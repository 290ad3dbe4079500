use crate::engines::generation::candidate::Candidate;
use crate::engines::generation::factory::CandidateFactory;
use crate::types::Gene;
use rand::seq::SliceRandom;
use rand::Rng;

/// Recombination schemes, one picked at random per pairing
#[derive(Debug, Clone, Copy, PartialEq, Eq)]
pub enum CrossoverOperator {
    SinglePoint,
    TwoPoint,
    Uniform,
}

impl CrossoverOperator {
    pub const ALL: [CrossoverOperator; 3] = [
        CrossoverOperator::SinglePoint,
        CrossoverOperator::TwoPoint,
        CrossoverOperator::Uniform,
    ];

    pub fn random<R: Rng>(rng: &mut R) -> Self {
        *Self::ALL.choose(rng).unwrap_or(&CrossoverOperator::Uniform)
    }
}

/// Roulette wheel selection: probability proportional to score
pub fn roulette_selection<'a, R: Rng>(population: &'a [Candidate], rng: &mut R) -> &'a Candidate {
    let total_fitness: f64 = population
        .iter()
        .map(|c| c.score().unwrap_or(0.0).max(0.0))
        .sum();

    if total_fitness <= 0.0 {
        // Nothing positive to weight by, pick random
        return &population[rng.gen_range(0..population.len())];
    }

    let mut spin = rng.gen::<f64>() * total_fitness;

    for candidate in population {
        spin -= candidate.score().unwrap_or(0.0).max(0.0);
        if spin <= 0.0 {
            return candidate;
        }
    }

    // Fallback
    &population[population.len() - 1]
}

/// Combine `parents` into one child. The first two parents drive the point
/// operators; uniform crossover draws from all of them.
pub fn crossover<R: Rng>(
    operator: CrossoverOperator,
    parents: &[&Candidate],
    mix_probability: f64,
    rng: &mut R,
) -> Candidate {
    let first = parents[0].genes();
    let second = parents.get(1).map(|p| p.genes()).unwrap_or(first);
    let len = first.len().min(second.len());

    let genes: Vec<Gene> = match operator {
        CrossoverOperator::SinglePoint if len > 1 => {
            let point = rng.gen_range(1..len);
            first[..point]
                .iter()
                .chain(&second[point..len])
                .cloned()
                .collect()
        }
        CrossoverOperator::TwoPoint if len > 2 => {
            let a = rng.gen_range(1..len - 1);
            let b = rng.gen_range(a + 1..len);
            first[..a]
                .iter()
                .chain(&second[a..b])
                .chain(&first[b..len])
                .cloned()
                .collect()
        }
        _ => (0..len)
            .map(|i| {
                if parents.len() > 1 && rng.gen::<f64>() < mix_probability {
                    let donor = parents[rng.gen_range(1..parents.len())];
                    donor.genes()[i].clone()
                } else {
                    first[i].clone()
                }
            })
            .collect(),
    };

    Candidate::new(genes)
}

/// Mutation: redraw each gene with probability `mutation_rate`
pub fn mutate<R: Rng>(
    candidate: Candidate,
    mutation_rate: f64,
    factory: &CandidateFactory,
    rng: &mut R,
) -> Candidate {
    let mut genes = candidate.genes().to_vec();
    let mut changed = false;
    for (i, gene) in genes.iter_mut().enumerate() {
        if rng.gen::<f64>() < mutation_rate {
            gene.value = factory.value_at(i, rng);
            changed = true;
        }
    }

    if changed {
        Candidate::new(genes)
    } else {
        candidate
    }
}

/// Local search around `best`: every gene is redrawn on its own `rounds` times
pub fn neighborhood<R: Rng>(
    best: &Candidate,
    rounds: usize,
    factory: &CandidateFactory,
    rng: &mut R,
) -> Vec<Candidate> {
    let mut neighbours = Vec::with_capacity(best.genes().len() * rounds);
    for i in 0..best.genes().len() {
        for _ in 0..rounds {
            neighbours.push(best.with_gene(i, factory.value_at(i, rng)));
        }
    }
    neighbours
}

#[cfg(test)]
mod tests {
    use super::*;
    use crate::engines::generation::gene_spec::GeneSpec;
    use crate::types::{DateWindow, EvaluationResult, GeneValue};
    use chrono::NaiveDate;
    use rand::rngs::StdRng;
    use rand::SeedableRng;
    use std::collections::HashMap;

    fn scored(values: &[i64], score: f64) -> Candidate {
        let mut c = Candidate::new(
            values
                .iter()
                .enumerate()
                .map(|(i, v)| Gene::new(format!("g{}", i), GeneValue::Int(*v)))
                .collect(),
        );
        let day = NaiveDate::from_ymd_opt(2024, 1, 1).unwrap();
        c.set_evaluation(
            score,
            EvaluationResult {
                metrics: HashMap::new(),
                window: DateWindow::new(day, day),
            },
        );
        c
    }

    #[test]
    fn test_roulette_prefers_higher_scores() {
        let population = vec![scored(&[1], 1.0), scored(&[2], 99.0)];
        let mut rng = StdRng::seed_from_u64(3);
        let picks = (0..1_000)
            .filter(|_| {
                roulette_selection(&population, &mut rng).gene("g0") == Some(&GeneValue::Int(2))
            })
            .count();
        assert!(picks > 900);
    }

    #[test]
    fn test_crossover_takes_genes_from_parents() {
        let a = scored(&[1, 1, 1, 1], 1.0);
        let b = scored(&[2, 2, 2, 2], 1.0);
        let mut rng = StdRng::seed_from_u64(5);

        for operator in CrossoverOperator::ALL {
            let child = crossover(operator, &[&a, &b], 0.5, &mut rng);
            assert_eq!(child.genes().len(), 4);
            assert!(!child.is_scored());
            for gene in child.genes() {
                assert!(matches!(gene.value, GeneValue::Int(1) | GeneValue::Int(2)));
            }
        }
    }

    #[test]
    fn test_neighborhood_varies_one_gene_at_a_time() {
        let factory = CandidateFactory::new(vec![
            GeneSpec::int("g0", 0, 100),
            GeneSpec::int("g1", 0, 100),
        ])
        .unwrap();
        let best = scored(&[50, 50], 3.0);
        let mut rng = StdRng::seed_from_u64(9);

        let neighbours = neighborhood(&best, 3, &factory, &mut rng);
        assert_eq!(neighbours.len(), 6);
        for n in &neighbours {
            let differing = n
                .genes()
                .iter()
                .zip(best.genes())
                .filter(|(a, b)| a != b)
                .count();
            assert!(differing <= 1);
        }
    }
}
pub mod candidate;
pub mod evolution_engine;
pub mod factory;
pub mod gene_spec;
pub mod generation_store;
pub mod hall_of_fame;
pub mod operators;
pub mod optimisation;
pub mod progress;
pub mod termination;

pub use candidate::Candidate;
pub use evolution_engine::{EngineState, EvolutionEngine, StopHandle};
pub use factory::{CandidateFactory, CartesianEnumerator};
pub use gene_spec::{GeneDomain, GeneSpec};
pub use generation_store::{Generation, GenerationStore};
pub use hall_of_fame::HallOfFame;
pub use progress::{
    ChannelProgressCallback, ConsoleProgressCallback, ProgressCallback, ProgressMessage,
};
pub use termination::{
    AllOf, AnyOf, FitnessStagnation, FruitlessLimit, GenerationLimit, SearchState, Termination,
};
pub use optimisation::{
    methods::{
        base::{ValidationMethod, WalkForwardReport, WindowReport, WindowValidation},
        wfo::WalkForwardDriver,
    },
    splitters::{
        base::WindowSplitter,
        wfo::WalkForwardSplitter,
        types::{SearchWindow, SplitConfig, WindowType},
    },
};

» **Directions**
When "StdRng" shows up in a line of the material, report that line.

» **Response below**
    use rand::rngs::StdRng;
        let mut rng = StdRng::seed_from_u64(3);
        let mut rng = StdRng::seed_from_u64(5);
        let mut rng = StdRng::seed_from_u64(9);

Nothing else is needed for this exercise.